Figure 2. Demonstrates the age-standardised (European) mortality rates of breast cancer patients in the UK from 1971 until 2007.
In conclusion this report has discussed the different patterns of financing healthcare (Table 1 & 2). The health system in the USA was compared with the NHS in terms of financing, availability and cost. It was determined that the NHS has a lower health expenditure as percentage of GDP than the USA’s health expenditure. However, the effective use of these recourses through guidance provided by NICE after taking into account economic evaluation of the different available resources makes the NHS a better healthcare provider than the USA’s healthcare system.
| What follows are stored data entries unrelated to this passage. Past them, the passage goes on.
use std::path::PathBuf;

pub const DAEMON_TCP_PORT: u16 = 9877;
const APP_DIR: &str = "radio-nowplaying";

/// `~/.local/share/radio-nowplaying` on unix, the local app-data dir elsewhere.
pub fn data_dir() -> PathBuf {
    #[cfg(unix)]
    let base = dirs::home_dir().map(|home| home.join(".local").join("share"));
    #[cfg(not(unix))]
    let base = dirs::data_local_dir();

    base.unwrap_or_else(|| PathBuf::from(".")).join(APP_DIR)
}

/// `~/.config/radio-nowplaying` on unix, the platform config dir elsewhere.
pub fn config_dir() -> PathBuf {
    #[cfg(unix)]
    let base = dirs::home_dir().map(|home| home.join(".config"));
    #[cfg(not(unix))]
    let base = dirs::config_dir();

    base.unwrap_or_else(|| PathBuf::from(".")).join(APP_DIR)
}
The importance of economic evaluations that are used to provide robust information to the NICE committee to aid in policy making decisions that are concerned with the allocation of the scarce resources of the NHS have been discussed. Also the principles and an appropriate method for conducting an economic evaluation of breast cancer screening was illustrated in this report.
Finally, the importance of the breast cancer screening programme for women aged between 50-64 years was examined and the report demonstrates why the screening programme is so important and why this age group has been chosen for screening.